**Task material:**
▼▼▼

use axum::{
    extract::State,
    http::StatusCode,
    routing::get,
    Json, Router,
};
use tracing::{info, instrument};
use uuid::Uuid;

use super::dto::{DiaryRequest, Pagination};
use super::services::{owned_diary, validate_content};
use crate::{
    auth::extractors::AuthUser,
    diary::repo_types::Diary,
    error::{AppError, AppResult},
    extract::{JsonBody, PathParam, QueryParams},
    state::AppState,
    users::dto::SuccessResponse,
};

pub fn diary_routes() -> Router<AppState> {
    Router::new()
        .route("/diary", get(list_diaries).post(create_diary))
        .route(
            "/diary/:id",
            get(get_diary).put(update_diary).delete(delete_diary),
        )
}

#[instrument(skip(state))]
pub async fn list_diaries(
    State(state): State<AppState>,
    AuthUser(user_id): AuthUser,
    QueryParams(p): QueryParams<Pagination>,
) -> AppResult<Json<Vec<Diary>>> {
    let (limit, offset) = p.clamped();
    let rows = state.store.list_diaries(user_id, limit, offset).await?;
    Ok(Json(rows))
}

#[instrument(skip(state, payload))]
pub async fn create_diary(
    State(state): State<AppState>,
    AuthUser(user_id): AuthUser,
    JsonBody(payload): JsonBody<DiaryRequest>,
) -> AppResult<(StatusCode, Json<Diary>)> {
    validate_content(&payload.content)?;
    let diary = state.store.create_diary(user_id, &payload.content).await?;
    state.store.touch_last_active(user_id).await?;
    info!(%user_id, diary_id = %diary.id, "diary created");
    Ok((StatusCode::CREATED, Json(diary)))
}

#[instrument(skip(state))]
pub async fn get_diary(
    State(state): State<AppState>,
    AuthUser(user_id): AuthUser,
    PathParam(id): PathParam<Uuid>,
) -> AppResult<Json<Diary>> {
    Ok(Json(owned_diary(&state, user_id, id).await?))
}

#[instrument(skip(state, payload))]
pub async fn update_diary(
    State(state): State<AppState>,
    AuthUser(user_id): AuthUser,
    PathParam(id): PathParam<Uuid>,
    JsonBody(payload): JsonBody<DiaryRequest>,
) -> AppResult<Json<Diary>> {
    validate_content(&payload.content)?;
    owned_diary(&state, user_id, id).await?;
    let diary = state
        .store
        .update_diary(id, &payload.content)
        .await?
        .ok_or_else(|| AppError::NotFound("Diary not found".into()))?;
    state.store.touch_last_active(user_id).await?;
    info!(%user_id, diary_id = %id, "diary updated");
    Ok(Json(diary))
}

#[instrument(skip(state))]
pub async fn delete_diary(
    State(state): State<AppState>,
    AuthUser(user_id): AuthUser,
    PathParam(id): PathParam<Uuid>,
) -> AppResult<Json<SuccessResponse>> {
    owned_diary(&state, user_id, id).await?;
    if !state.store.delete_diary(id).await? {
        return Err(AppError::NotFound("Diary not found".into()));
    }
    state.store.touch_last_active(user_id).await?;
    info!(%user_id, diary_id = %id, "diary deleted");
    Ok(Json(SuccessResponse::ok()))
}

▲▲▲
▼▼▼

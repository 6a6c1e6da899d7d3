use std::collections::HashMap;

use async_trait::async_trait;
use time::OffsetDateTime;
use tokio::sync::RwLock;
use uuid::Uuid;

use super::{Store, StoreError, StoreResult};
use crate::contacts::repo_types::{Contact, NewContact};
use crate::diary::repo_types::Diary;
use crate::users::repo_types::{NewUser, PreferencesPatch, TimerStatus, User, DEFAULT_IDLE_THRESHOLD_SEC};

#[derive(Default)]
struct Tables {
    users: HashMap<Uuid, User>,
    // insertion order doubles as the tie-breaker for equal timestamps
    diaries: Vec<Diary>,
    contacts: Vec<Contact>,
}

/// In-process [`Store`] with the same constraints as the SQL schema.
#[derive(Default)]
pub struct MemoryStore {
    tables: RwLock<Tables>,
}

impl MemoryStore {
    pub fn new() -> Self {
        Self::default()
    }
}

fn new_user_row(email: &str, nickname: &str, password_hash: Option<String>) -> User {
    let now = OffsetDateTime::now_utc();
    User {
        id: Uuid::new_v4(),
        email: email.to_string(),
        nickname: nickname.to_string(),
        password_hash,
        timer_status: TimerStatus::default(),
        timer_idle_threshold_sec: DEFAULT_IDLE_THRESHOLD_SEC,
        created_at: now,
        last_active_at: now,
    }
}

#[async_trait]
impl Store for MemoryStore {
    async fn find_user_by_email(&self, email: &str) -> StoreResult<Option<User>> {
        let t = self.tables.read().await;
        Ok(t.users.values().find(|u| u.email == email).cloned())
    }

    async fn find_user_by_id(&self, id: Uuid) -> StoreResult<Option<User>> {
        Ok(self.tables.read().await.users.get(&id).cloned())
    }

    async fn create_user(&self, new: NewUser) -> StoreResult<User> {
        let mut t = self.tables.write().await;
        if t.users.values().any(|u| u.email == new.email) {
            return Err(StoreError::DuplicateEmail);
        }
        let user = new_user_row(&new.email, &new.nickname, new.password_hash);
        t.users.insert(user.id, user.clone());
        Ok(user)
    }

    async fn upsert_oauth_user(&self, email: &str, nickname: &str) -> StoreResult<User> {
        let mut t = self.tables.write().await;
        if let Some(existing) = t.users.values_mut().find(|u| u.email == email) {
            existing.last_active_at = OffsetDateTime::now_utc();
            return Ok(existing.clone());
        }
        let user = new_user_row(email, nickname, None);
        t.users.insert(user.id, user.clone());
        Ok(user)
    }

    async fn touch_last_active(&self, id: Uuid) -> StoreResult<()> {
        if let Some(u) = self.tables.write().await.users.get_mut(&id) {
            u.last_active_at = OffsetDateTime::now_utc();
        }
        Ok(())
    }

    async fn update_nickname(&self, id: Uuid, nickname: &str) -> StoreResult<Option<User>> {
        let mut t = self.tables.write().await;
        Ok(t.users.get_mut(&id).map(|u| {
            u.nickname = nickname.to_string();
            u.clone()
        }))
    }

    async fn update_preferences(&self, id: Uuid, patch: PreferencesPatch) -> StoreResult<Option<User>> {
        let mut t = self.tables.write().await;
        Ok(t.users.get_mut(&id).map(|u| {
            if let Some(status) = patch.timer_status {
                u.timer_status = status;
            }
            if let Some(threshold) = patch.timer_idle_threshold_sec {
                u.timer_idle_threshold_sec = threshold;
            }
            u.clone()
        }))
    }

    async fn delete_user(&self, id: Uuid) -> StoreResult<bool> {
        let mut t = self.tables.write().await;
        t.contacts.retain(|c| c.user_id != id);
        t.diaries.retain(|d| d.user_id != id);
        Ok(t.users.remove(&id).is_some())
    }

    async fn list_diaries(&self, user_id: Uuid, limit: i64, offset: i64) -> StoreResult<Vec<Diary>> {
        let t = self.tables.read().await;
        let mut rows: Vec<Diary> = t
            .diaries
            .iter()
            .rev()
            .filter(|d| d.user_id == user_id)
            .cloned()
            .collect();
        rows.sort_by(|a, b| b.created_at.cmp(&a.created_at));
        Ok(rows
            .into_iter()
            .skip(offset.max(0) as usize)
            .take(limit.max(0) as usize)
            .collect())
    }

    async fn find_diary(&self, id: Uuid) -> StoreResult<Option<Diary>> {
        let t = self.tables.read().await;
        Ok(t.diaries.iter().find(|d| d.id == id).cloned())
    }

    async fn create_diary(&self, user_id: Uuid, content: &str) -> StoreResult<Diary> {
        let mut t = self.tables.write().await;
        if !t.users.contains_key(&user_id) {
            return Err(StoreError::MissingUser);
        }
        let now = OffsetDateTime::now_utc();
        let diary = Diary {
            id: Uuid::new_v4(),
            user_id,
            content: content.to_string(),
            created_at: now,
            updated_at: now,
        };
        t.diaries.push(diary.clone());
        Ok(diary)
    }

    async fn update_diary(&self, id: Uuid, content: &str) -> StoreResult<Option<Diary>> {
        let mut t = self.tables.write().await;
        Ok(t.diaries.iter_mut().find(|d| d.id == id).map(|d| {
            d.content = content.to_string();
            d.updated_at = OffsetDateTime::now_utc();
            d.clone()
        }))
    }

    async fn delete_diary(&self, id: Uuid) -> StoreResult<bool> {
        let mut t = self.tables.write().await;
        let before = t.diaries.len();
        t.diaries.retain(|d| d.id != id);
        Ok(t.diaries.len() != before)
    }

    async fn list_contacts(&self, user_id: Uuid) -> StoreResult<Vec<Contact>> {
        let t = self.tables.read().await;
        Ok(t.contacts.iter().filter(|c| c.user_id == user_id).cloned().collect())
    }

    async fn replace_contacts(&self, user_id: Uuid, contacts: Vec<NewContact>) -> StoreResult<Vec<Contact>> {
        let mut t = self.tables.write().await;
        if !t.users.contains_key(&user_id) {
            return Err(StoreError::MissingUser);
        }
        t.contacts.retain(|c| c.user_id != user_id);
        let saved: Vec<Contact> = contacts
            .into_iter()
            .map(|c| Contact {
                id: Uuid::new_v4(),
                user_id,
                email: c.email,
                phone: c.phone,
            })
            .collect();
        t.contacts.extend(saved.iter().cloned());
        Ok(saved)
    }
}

▲▲▲

**Task directions:**
Repeat, exactly as they stand above, the lines from the line with "t.diaries.retain(|d| d.user_id != id);" to the line with "let mut rows: Vec<Diary> = t", both lines included.

**Result for this task:**
        t.diaries.retain(|d| d.user_id != id);
        Ok(t.users.remove(&id).is_some())
    }

    async fn list_diaries(&self, user_id: Uuid, limit: i64, offset: i64) -> StoreResult<Vec<Diary>> {
        let t = self.tables.read().await;
        let mut rows: Vec<Diary> = t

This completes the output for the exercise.